More properties, all proven by linear algebra. For a finite group ρ(g) has finite order, so it is diagonalizable with roots of unity on the diagonal; hence χ(g⁻¹) = conjugate of χ(g), and |χ(g)| ≤ dim V. The character of a direct sum is the sum of characters, and the character of a tensor product is the product: χ_{V⊗W}(g) = χ_V(g)·χ_W(g). Characters turn the algebra of representations into ordinary arithmetic of functions.
Worked example: the character table of S_3
S_3 has three conjugacy classes: the identity {e}, the three transpositions, and the two 3-cycles.
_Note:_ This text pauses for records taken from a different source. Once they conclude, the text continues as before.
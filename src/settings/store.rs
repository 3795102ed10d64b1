use std::{
    collections::BTreeMap,
    ffi::OsString,
    fmt,
    fs::{self, File},
    io::{BufWriter, Read, Write},
    path::{Path, PathBuf},
};

use tracing::{debug, info, instrument};

use super::{
    SettingsError,
    codec::{read_entries, write_entries},
};
use crate::{
    config::SettingsFormat,
    convert::{ConverterRegistry, Convertible},
};

/// Ordered string key/value store with change tracking.
///
/// Entries iterate in lexicographic key order. Every mutation marks the store
/// as changed; [`sync`](Self::sync) writes it back and clears the flag.
pub struct SettingsStore {
    path: Option<PathBuf>,
    entries: BTreeMap<String, String>,
    comment: Option<String>,
    changed: bool,
    format: SettingsFormat,
    converters: ConverterRegistry,
}

impl SettingsStore {
    /// Creates an empty in-memory store with the default format.
    pub fn new() -> Self {
        Self::with_format(SettingsFormat::default())
    }

    /// Creates an empty in-memory store using `format`.
    ///
    /// The date converter follows `format.date_format`.
    pub fn with_format(format: SettingsFormat) -> Self {
        let converters = ConverterRegistry::with_date_format(&format.date_format);
        Self {
            path: None,
            entries: BTreeMap::new(),
            comment: None,
            changed: false,
            format,
            converters,
        }
    }

    /// Opens the store backed by `path`.
    ///
    /// Loads the file if it exists, otherwise starts empty. The store is
    /// unchanged after opening either way.
    ///
    /// # Errors
    ///
    /// Returns `SettingsError::Load` if an existing file cannot be read.
    #[instrument(skip(format))]
    pub fn open(path: &Path, format: SettingsFormat) -> Result<Self, SettingsError> {
        let mut store = Self::with_format(format);
        store.path = Some(path.to_path_buf());

        if path.exists() {
            let load_error = |e: std::io::Error| SettingsError::Load {
                path: path.to_path_buf(),
                details: e.to_string(),
            };
            let file = File::open(path).map_err(load_error)?;
            let count = read_entries(file, &store.format, &mut store.entries).map_err(load_error)?;
            debug!(count, "Loaded settings");
        } else {
            debug!("No settings file yet, starting empty");
        }

        Ok(store)
    }

    /// Opens `<dir>/<base_name><suffix>`.
    ///
    /// # Errors
    ///
    /// Same as [`open`](Self::open).
    pub fn open_in(
        dir: &Path,
        base_name: &str,
        format: SettingsFormat,
    ) -> Result<Self, SettingsError> {
        let path = dir.join(format.file_name(base_name));
        Self::open(&path, format)
    }

    /// Reads entries from `reader`, merging them over the current ones.
    ///
    /// Does not mark the store as changed.
    ///
    /// # Errors
    ///
    /// Returns `SettingsError::Stream` if reading fails.
    pub fn load(&mut self, reader: impl Read) -> Result<(), SettingsError> {
        read_entries(reader, &self.format, &mut self.entries)?;
        Ok(())
    }

    /// Writes the comment header and all entries to `writer`.
    ///
    /// # Errors
    ///
    /// Returns `SettingsError::Stream` if writing fails.
    pub fn store(&self, writer: impl Write) -> Result<(), SettingsError> {
        write_entries(writer, &self.format, self.comment.as_deref(), &self.entries)?;
        Ok(())
    }

    /// Writes the store to its backing file and clears the change flag.
    ///
    /// The parent directory is created on demand. Content goes to a sibling
    /// `<file name>.tmp` first, which is then renamed over the target and
    /// removed again if writing fails.
    ///
    /// # Errors
    ///
    /// Returns `SettingsError::NoBackingFile` for in-memory stores,
    /// `SettingsError::HomeDirCreate` if the directory cannot be created and
    /// `SettingsError::Persistence` if writing or renaming fails.
    #[instrument(skip(self), fields(path = ?self.path))]
    pub fn sync(&mut self) -> Result<(), SettingsError> {
        let path = self.path.clone().ok_or(SettingsError::NoBackingFile)?;

        if let Some(parent) = path.parent().filter(|p| !p.as_os_str().is_empty()) {
            fs::create_dir_all(parent).map_err(|e| SettingsError::HomeDirCreate {
                path: parent.to_path_buf(),
                details: e.to_string(),
            })?;
        }

        let temp_path = temp_path_for(&path);
        let persist_error = |target: &Path, details: String| SettingsError::Persistence {
            path: target.to_path_buf(),
            details,
        };

        let file =
            File::create(&temp_path).map_err(|e| persist_error(&temp_path, e.to_string()))?;
        let written = self
            .store(BufWriter::new(file))
            .map_err(|e| persist_error(&temp_path, e.to_string()))
            .and_then(|()| {
                fs::rename(&temp_path, &path).map_err(|e| persist_error(&path, e.to_string()))
            });
        if let Err(e) = written {
            if let Err(remove_error) = fs::remove_file(&temp_path) {
                debug!(error = %remove_error, "Could not remove temporary settings file");
            }
            return Err(e);
        }

        self.changed = false;
        info!(entries = self.entries.len(), "Settings saved");
        Ok(())
    }

    /// Syncs only if the store has unsaved changes.
    ///
    /// Returns whether anything was written.
    ///
    /// # Errors
    ///
    /// Same as [`sync`](Self::sync).
    pub fn sync_if_needed(&mut self) -> Result<bool, SettingsError> {
        if !self.changed {
            return Ok(false);
        }
        self.sync()?;
        Ok(true)
    }

    /// Typed read of `key`.
    ///
    /// Returns `default` if the key is missing, its raw value is empty or the
    /// raw value does not decode.
    ///
    /// # Errors
    ///
    /// Returns `SettingsError::Convert` if no converter is registered for
    /// `T`, even when the key is missing.
    pub fn get<T: Convertible + Clone>(&self, key: &str, default: T) -> Result<T, SettingsError> {
        self.converters.lookup(T::KIND)?;
        match self.entries.get(key) {
            Some(raw) if !raw.is_empty() => Ok(self.converters.decode(raw, default)?),
            _ => Ok(default),
        }
    }

    /// Typed write of `key`. Always marks the store as changed.
    ///
    /// # Errors
    ///
    /// Returns `SettingsError::Convert` if no converter is registered for `T`.
    pub fn set<T: Convertible>(&mut self, key: &str, value: T) -> Result<(), SettingsError> {
        let raw = self.converters.encode(value)?;
        self.set_raw(key, raw);
        Ok(())
    }

    /// Raw string value of `key`.
    pub fn get_raw(&self, key: &str) -> Option<&str> {
        self.entries.get(key).map(String::as_str)
    }

    /// Sets the raw string value of `key`. Always marks the store as changed.
    pub fn set_raw(&mut self, key: &str, value: impl Into<String>) {
        self.entries.insert(key.to_string(), value.into());
        self.changed = true;
    }

    /// Removes `key`, returning its raw value.
    pub fn remove(&mut self, key: &str) -> Option<String> {
        let removed = self.entries.remove(key);
        if removed.is_some() {
            self.changed = true;
        }
        removed
    }

    /// Removes every entry.
    pub fn clear(&mut self) {
        self.entries.clear();
        self.changed = true;
    }

    /// Merges all entries of `other` into this store.
    ///
    /// With `remove_present` the current entries are dropped first.
    pub fn update(&mut self, other: &SettingsStore, remove_present: bool) {
        if remove_present {
            self.entries.clear();
        }
        self.entries
            .extend(other.entries.iter().map(|(k, v)| (k.clone(), v.clone())));
        self.changed = true;
    }

    /// Number of entries.
    pub fn item_count(&self) -> usize {
        self.entries.len()
    }

    /// Keys in sorted order.
    pub fn item_names(&self) -> Vec<&str> {
        self.entries.keys().map(String::as_str).collect()
    }

    /// Read-only view of `(key, raw value)` pairs in key order.
    pub fn entries(&self) -> impl Iterator<Item = (&str, &str)> {
        self.entries.iter().map(|(k, v)| (k.as_str(), v.as_str()))
    }

    /// Whether `key` has an entry.
    pub fn contains(&self, key: &str) -> bool {
        self.entries.contains_key(key)
    }

    /// Comment written as a header on store.
    pub fn comment(&self) -> Option<&str> {
        self.comment.as_deref()
    }

    /// Sets the header comment and marks the store as changed.
    pub fn set_comment(&mut self, comment: impl Into<String>) {
        self.comment = Some(comment.into());
        self.changed = true;
    }

    /// Drops the header comment and marks the store as changed.
    pub fn clear_comment(&mut self) {
        self.comment = None;
        self.changed = true;
    }

    /// Whether the store has unsaved changes.
    pub fn is_changed(&self) -> bool {
        self.changed
    }

    /// Backing file, if any.
    pub fn path(&self) -> Option<&Path> {
        self.path.as_deref()
    }

    /// File format used by load and store.
    pub fn format(&self) -> &SettingsFormat {
        &self.format
    }

    /// Converters used for typed access.
    pub fn converters(&self) -> &ConverterRegistry {
        &self.converters
    }

    /// Mutable access for registering custom converters.
    pub fn converters_mut(&mut self) -> &mut ConverterRegistry {
        &mut self.converters
    }
}

/// Sibling of `path` named `<file name>.tmp`.
fn temp_path_for(path: &Path) -> PathBuf {
    let mut name = path.file_name().map(OsString::from).unwrap_or_default();
    name.push(".tmp");
    path.with_file_name(name)
}

impl Default for SettingsStore {
    fn default() -> Self {
        Self::new()
    }
}

impl fmt::Debug for SettingsStore {
    fn fmt(&self, f: &mut fmt::Formatter<'_>) -> fmt::Result {
        f.debug_struct("SettingsStore")
            .field("path", &self.path)
            .field("entries", &self.entries)
            .field("comment", &self.comment)
            .field("changed", &self.changed)
            .finish_non_exhaustive()
    }
}
use std::{
    cell::RefCell,
    error::Error,
    fmt::Display,
    fs,
    path::{Path, PathBuf},
    rc::Rc,
};

use tracing::{debug, error, info, instrument};

use super::{AppPaths, CleanupId, CleanupRegistry};
use crate::{
    GafError, Result,
    config::RuntimeConfig,
    i18n::Translator,
    settings::{SettingsStore, SharedSettings},
};

/// Translation key of the pattern used to show error details at
/// [`DebugLevel::Echo`]. `{0}` is the error message.
pub const DEFAULT_ERROR_TIP_KEY: &str = "cli.error.details";

const DEFAULT_ERROR_TIP: &str = "details: {0}";

/// How much detail [`Application::report_error`] prints about the cause.
#[derive(Debug, Clone, Copy, PartialEq, Eq, Default)]
pub enum DebugLevel {
    /// Only the description.
    None,

    /// The description and the error message.
    Echo,

    /// The description, the error and every source in its chain.
    #[default]
    Trace,
}

/// Application context passed explicitly to the parts that need it.
pub struct Application {
    name: String,
    version: Option<String>,
    arguments: Vec<String>,
    home: PathBuf,
    config: RuntimeConfig,
    cleanups: CleanupRegistry,
    translator: Option<Box<dyn Translator>>,
    debug_level: DebugLevel,
    error_tip_key: String,
}

impl Application {
    /// Creates an application homed at `$HOME/.<lowercase name>`.
    ///
    /// # Arguments
    ///
    /// * `name` - Application name, also the prefix of echoed messages
    /// * `version` - Version shown by `--version`
    /// * `arguments` - Command-line arguments without the program name
    ///
    /// # Errors
    ///
    /// Returns `GafError::HomeDir` if `HOME` is not set, or a configuration
    /// error if `<home>/runtime.toml` exists but cannot be loaded.
    pub fn new(
        name: impl Into<String>,
        version: Option<&str>,
        arguments: Vec<String>,
    ) -> Result<Self> {
        let name = name.into();
        let home = AppPaths::default_home(&name)?;
        Self::with_home(name, version, arguments, home)
    }

    /// Creates an application with an explicit home directory.
    ///
    /// The directory does not need to exist yet.
    ///
    /// # Errors
    ///
    /// Returns a configuration error if `<home>/runtime.toml` exists but
    /// cannot be loaded.
    #[instrument(skip_all, fields(home = %home.as_ref().display()))]
    pub fn with_home(
        name: impl Into<String>,
        version: Option<&str>,
        arguments: Vec<String>,
        home: impl AsRef<Path>,
    ) -> Result<Self> {
        let home = home.as_ref().to_path_buf();
        let config = RuntimeConfig::load_or_default(&AppPaths::runtime_config(&home))?;

        Ok(Self {
            name: name.into(),
            version: version.map(str::to_string),
            arguments,
            home,
            config,
            cleanups: CleanupRegistry::new(),
            translator: None,
            debug_level: DebugLevel::default(),
            error_tip_key: DEFAULT_ERROR_TIP_KEY.to_string(),
        })
    }

    /// Application name.
    pub fn name(&self) -> &str {
        &self.name
    }

    /// Application version, if any.
    pub fn version(&self) -> Option<&str> {
        self.version.as_deref()
    }

    /// Command-line arguments without the program name.
    pub fn arguments(&self) -> &[String] {
        &self.arguments
    }

    /// Home directory holding settings and runtime configuration.
    pub fn home(&self) -> &Path {
        &self.home
    }

    /// Creates the home directory if it is missing.
    ///
    /// # Errors
    ///
    /// Returns `GafError::HomeDir` if the directory cannot be created.
    pub fn ensure_home_exists(&self) -> Result<()> {
        if self.home.is_dir() {
            return Ok(());
        }
        fs::create_dir_all(&self.home).map_err(|e| GafError::home_dir(e, &self.home))?;
        info!(home = %self.home.display(), "Created home directory");
        Ok(())
    }

    /// Runtime configuration loaded from the home directory.
    pub fn config(&self) -> &RuntimeConfig {
        &self.config
    }

    /// Opens `<home>/<base_name><suffix>` with the configured format.
    ///
    /// With `auto_sync`, a cleanup is registered that writes the store back
    /// on [`exit`](Self::exit) if it changed.
    ///
    /// # Errors
    ///
    /// Returns `GafError::Settings` if an existing file cannot be read.
    pub fn open_settings(&mut self, base_name: &str, auto_sync: bool) -> Result<SharedSettings> {
        let store = SettingsStore::open_in(&self.home, base_name, self.config.settings.clone())?;
        let settings = Rc::new(RefCell::new(store));

        if auto_sync {
            let name = format!("sync {base_name}");
            let target = Rc::clone(&settings);
            let cleanup_name = name.clone();
            self.add_cleanup(name, move || {
                let mut store = target.try_borrow_mut().map_err(|e| GafError::Cleanup {
                    name: cleanup_name,
                    details: e.to_string(),
                })?;
                store.sync_if_needed()?;
                Ok(())
            });
        }

        Ok(settings)
    }

    /// Registers a callback run once on [`exit`](Self::exit).
    pub fn add_cleanup(
        &mut self,
        name: impl Into<String>,
        callback: impl FnOnce() -> Result<()> + 'static,
    ) -> CleanupId {
        self.cleanups.add(name, callback)
    }

    /// Unregisters a pending cleanup.
    pub fn remove_cleanup(&mut self, id: CleanupId) -> bool {
        self.cleanups.remove(id)
    }

    /// Number of cleanups still pending.
    pub fn pending_cleanups(&self) -> usize {
        self.cleanups.len()
    }

    /// Installs the translator used for localized output.
    pub fn install_translator(&mut self, translator: impl Translator + 'static) {
        self.translator = Some(Box::new(translator));
    }

    /// Whether a translator is installed.
    pub fn has_translator(&self) -> bool {
        self.translator.is_some()
    }

    /// Detail level of error reports.
    pub fn debug_level(&self) -> DebugLevel {
        self.debug_level
    }

    /// Sets the detail level of error reports.
    pub fn set_debug_level(&mut self, level: DebugLevel) {
        self.debug_level = level;
    }

    /// Sets the translation key of the error detail pattern.
    pub fn set_error_tip_key(&mut self, key: impl Into<String>) {
        self.error_tip_key = key.into();
    }

    /// Prints `<name>: <text>` to stdout.
    pub fn echo(&self, text: impl Display) {
        println!("{}", self.prefixed(text));
    }

    /// Prints `<name>: <text>` to stderr.
    pub fn error(&self, text: impl Display) {
        eprintln!("{}", self.prefixed(text));
    }

    /// Echoes the localized text for `key`.
    ///
    /// # Errors
    ///
    /// Returns `I18nError::MissingText` if the key is unknown.
    pub fn localized_echo(&self, key: &str, args: &[&dyn Display]) -> Result<()> {
        self.echo(self.text_with(key, args)?);
        Ok(())
    }

    /// Reports `description`, then details of `err` per the debug level.
    pub fn report_error(&self, description: impl Display, err: &dyn Error) {
        error!(error = %err, "{description}");
        for line in self.error_report(description, err) {
            self.error(line);
        }
    }

    /// Lines [`report_error`](Self::report_error) prints, without the name
    /// prefix.
    pub fn error_report(&self, description: impl Display, err: &dyn Error) -> Vec<String> {
        let mut lines = vec![description.to_string()];

        match self.debug_level {
            DebugLevel::None => {}
            DebugLevel::Echo => {
                let tip = self.optional_text_with(&self.error_tip_key, DEFAULT_ERROR_TIP, &[&err]);
                lines.push(tip);
            }
            DebugLevel::Trace => {
                lines.push(err.to_string());
                let mut source = err.source();
                while let Some(cause) = source {
                    lines.push(format!("caused by: {cause}"));
                    source = cause.source();
                }
            }
        }

        lines
    }

    /// Runs every pending cleanup and returns `status` for the process
    /// boundary to exit with.
    pub fn exit(&mut self, status: i32) -> i32 {
        let failures = self.cleanups.run_all();
        debug!(status, failures, "Application exiting");
        status
    }

    fn prefixed(&self, text: impl Display) -> String {
        format!("{}: {text}", self.name)
    }
}

impl Translator for Application {
    fn fetch_text(&self, key: &str) -> Option<String> {
        self.translator.as_ref()?.fetch_text(key)
    }
}
//! Field binding engine.
//!
//! # Data Flow
//! ```text
//! Dataset (key → entry)
//!     → Bindable::bindings (ordered tag → &mut field table)
//!     → lookup tag, skip absent / null entries
//!     → ConfigField::assign (coercion, see field.rs)
//!     → listener notification per matched entry
//! ```
//!
//! # Design Decisions
//! - Binding tables are declared statically per type (hand-written impl,
//!   the `bindable!` macro, or the string map impls); nothing is inspected
//!   at runtime
//! - Scalar parse failures are swallowed per field; an unsupported field
//!   kind aborts the call immediately
//! - Notification is unconditional on every match, not only on change

use std::collections::BTreeMap;

use thiserror::Error;

use crate::listener::{self, Listener};
use crate::snapshot::Dataset;

pub mod field;

pub use field::{Coercion, ConfigField, FieldKind};

/// Errors that abort a bind call.
#[derive(Debug, Error, PartialEq, Eq)]
pub enum BindError {
    /// The snapshot carried no dataset at all.
    #[error("snapshot has no dataset to bind")]
    MissingDataset,

    /// A bound field has a type the binder cannot coerce into.
    #[error("field '{tag}' has unsupported type {kind}")]
    UnsupportedFieldType { tag: String, kind: FieldKind },
}

/// One row of a binding table: a configuration key and the field it feeds.
pub struct Binding<'a> {
    tag: &'a str,
    field: &'a mut dyn ConfigField,
}

impl<'a> Binding<'a> {
    pub fn new<F: ConfigField + 'a>(tag: &'a str, field: &'a mut F) -> Self {
        Self { tag, field }
    }

    pub fn tag(&self) -> &str {
        self.tag
    }
}

/// A type whose fields can receive configuration values.
///
/// Implementations list their bound fields in declaration order; that order
/// is the order fields are written and listeners fire.
///
/// ```
/// use varconf_client::binding::{Bindable, Binding};
///
/// #[derive(Default)]
/// struct Limits {
///     max_conns: i64,
///     verbose: bool,
///     cached: Vec<u8>, // not bound
/// }
///
/// impl Bindable for Limits {
///     fn bindings(&mut self) -> Vec<Binding<'_>> {
///         vec![
///             Binding::new("limits.max_conns", &mut self.max_conns),
///             Binding::new("limits.verbose", &mut self.verbose),
///         ]
///     }
/// }
/// ```
pub trait Bindable {
    fn bindings(&mut self) -> Vec<Binding<'_>>;
}

/// Implement [`Bindable`] for a struct by listing `field => "tag"` pairs.
///
/// ```
/// #[derive(Default)]
/// struct AppConfig {
///     name: String,
///     port: i32,
///     ratio: f64,
/// }
///
/// varconf_client::bindable!(AppConfig {
///     name => "app.name",
///     port => "app.port",
///     ratio => "app.ratio",
/// });
/// ```
#[macro_export]
macro_rules! bindable {
    ($ty:ty { $($field:ident => $tag:expr),* $(,)? }) => {
        impl $crate::binding::Bindable for $ty {
            fn bindings(&mut self) -> ::std::vec::Vec<$crate::binding::Binding<'_>> {
                ::std::vec![$($crate::binding::Binding::new($tag, &mut self.$field)),*]
            }
        }
    };
}

/// Every pre-inserted key is bound as a string field, in key order.
impl Bindable for BTreeMap<String, String> {
    fn bindings(&mut self) -> Vec<Binding<'_>> {
        self.iter_mut()
            .map(|(key, value)| Binding::new(key.as_str(), value))
            .collect()
    }
}

/// Write every matching entry of `dataset` into `target`.
///
/// Returns the number of entries matched. Fields whose key is absent, or
/// whose entry is `null`, keep their previous value.
pub fn bind<B>(
    target: &mut B,
    dataset: Option<&Dataset>,
    listener: Option<&Listener>,
) -> Result<usize, BindError>
where
    B: Bindable + ?Sized,
{
    let dataset = dataset.ok_or(BindError::MissingDataset)?;

    let mut matched = 0;
    for Binding { tag, field } in target.bindings() {
        if tag.is_empty() {
            continue;
        }
        let Some(Some(entry)) = dataset.get(tag) else {
            continue;
        };

        let kind = field.kind();
        if !kind.is_supported() {
            return Err(BindError::UnsupportedFieldType {
                tag: tag.to_string(),
                kind,
            });
        }

        if field.assign(&entry.value) == Coercion::ParseFailed {
            tracing::debug!(
                key = %entry.key,
                value = %entry.value,
                kind = %kind,
                "Ignoring unparsable config value"
            );
        }
        matched += 1;

        listener::notify(listener, entry);
    }
    Ok(matched)
}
There are exactly three irreducibles (we will see in guide 4 why the count of irreducibles equals the count of classes). The trivial character is constantly 1; the sign character sends even permutations to 1 and odd to −1; and there is a 2-dimensional standard representation.
Conjugacy classes of S_3 and their sizes:
class: e (12) (123)
size: 1 3 2
Character table (rows = irreducibles, columns = classes):
e (12) (123)
trivial 1 1 1
sign 1 -1 1
standard 2 0 -1
Getting the standard row: S_3 permutes coordinates of C^3; the
permutation character is (3, 1, 0) [fixed points of each class].
Subtract the trivial (1,1,1): (3,1,0) - (1,1,1) = (2, 0, -1).
That 2-dim complement is the standard irreducible — its row, read off.
Degree check (sum of squares = |G|): 1^2 + 1^2 + 2^2 = 6 = |S_3|. OKNotice the column of fixed points trick: any action of G on a finite set gives a permutation representation, and its character at g is simply the number of points g fixes. Subtracting off the trivial part is how the standard representation appeared. This is the everyday way characters get computed in practice.